Material provided |
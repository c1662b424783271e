//! A series of slice records and the volume built from them.

use std::fmt;
use std::sync::Arc;

use thiserror::Error;
use tokio::sync::OnceCell;
use tracing::info;

use crate::classify::{Classification, classify};
use crate::codec::{CodecRegistry, DecodeError};
use crate::config::SeriesOptions;
use crate::enums::SliceDirection;
use crate::frame_set::AssembledFrameSet;
use crate::geometry::{PixelTransform, build_pixel_to_patient};
use crate::ordering::{order_records, resolve_slice_sense};
use crate::record::SliceRecord;

#[derive(Debug, Error)]
pub enum SeriesError {
    #[error("Series holds no records")]
    Empty,

    #[error("Series must be built before use")]
    NotBuilt,

    #[error("Decode error: {0}")]
    Decode(#[from] DecodeError),
}

/// Records sharing one series id.
///
/// Records are kept in the order they were added. [`Series::build_series`]
/// classifies them and computes the final slice/time sequence; frames are
/// decoded on first request and cached until invalidated.
#[derive(Debug, Default)]
pub struct Series {
    records: Vec<SliceRecord>,
    /// Indices into `records`, in final order.
    order: Vec<usize>,
    classification: Classification,
    slice_dir: SliceDirection,
    slice_sense: bool,
    built: bool,
    options: SeriesOptions,
    registry: Arc<CodecRegistry>,
    frames: OnceCell<Arc<AssembledFrameSet>>,
}

impl Series {
    pub fn new() -> Self {
        Self::default()
    }

    pub fn with_options(mut self, options: SeriesOptions) -> Self {
        self.options = options;
        self
    }

    pub fn with_registry(mut self, registry: Arc<CodecRegistry>) -> Self {
        self.registry = registry;
        self
    }

    pub fn add_image(&mut self, record: SliceRecord) {
        self.records.push(record);
        self.built = false;
        self.invalidate_frames();
    }

    /// Whether `record` belongs here. An empty series accepts any record.
    pub fn matches_series(&self, record: &SliceRecord) -> bool {
        self.records
            .first()
            .is_none_or(|first| first.series_id == record.series_id)
    }

    /// Classify and order the records with the options of this series.
    pub fn build_series(&mut self) -> Result<(), SeriesError> {
        let first = self.records.first().ok_or(SeriesError::Empty)?;
        let classification = classify(&self.records).ok_or(SeriesError::Empty)?;
        let slice_dir = first.acquired_slice_direction();

        let order = if self.options.explicit_ordering {
            (0..self.records.len()).collect()
        } else {
            order_records(&self.records, classification.number_of_frames, slice_dir)
        };

        let (Some(&head), Some(&tail)) = (order.first(), order.last()) else {
            return Err(SeriesError::Empty);
        };
        self.slice_sense = resolve_slice_sense(
            &self.records[head],
            &self.records[tail],
            &classification,
            slice_dir,
            self.options.explicit_ordering,
        );

        for record in &mut self.records {
            record.index = None;
        }
        for (position, &i) in order.iter().enumerate() {
            self.records[i].index = Some(position);
        }

        info!(
            series = %self,
            records = self.records.len(),
            ordered = order.len(),
            direction = ?slice_dir,
            sense = self.slice_sense,
            "Built series"
        );

        self.order = order;
        self.classification = classification;
        self.slice_dir = slice_dir;
        self.built = true;
        self.invalidate_frames();
        Ok(())
    }

    /// Replace the options, then build.
    pub fn build_series_with(&mut self, options: SeriesOptions) -> Result<(), SeriesError> {
        self.options = options;
        self.build_series()
    }

    /// Records in final order. Records collapsed by the ordering are left out.
    pub fn images(&self) -> Vec<&SliceRecord> {
        self.order.iter().map(|&i| &self.records[i]).collect()
    }

    pub fn images_original_order(&self) -> &[SliceRecord] {
        &self.records
    }

    /// Final position of every record, in the order records were added.
    pub fn get_order(&self) -> Vec<Option<usize>> {
        self.records.iter().map(|record| record.index).collect()
    }

    /// Series description, else the series instance UID.
    pub fn name(&self) -> Option<&str> {
        let first = self.records.first()?;
        first
            .series_description
            .as_deref()
            .or(first.series_instance_uid.as_deref())
    }

    pub fn len(&self) -> usize {
        self.records.len()
    }

    pub fn is_empty(&self) -> bool {
        self.records.is_empty()
    }

    pub fn is_built(&self) -> bool {
        self.built
    }

    pub fn options(&self) -> &SeriesOptions {
        &self.options
    }

    pub fn classification(&self) -> &Classification {
        &self.classification
    }

    pub fn slice_dir(&self) -> SliceDirection {
        self.slice_dir
    }

    /// Whether physical position increases along the final sequence.
    pub fn slice_sense(&self) -> bool {
        self.slice_sense
    }

    pub fn number_of_frames(&self) -> u32 {
        self.classification.number_of_frames
    }

    pub fn is_mosaic(&self) -> bool {
        self.classification.is_mosaic
    }

    pub fn is_multi_frame(&self) -> bool {
        self.classification.is_multi_frame
    }

    pub fn is_multi_frame_volume(&self) -> bool {
        self.classification.is_multi_frame_volume
    }

    pub fn is_multi_frame_timeseries(&self) -> bool {
        self.classification.is_multi_frame_timeseries
    }

    pub fn is_implicit_timeseries(&self) -> bool {
        self.classification.is_implicit_timeseries
    }

    pub fn get_mat4_pix_to_pat(&self) -> Result<PixelTransform, SeriesError> {
        if !self.built {
            return Err(SeriesError::NotBuilt);
        }
        Ok(build_pixel_to_patient(
            &self.images(),
            &self.classification,
            &self.options,
        ))
    }

    /// Decoded frames, assembled on the first call and shared afterwards.
    /// Concurrent first calls wait on one assembly.
    pub async fn goc_frames(&self) -> Result<Arc<AssembledFrameSet>, SeriesError> {
        if !self.built {
            return Err(SeriesError::NotBuilt);
        }
        let frames = self
            .frames
            .get_or_try_init(|| async {
                let images = self.images();
                let transform =
                    build_pixel_to_patient(&images, &self.classification, &self.options);
                let mut frames = AssembledFrameSet::assemble(
                    &images,
                    &self.classification,
                    &self.registry,
                    transform,
                )
                .await?;
                frames.slice_spacing_hint = self.options.spacing_hint();
                Ok::<_, SeriesError>(Arc::new(frames))
            })
            .await?;
        Ok(Arc::clone(frames))
    }

    /// Drop cached frames and assemble them again.
    pub async fn get_frames(&mut self) -> Result<Arc<AssembledFrameSet>, SeriesError> {
        self.invalidate_frames();
        self.goc_frames().await
    }

    pub fn invalidate_frames(&mut self) {
        self.frames.take();
    }
}

impl fmt::Display for Series {
    fn fmt(&self, f: &mut fmt::Formatter<'_>) -> fmt::Result {
        let id = self
            .records
            .first()
            .map_or("", |first| first.series_id.as_str());
        f.write_str(id)
    }
}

Try it |
Check each line of the listing above for the string "DecodeError", and report how many lines contain it, as a number alone.

Answer below |
2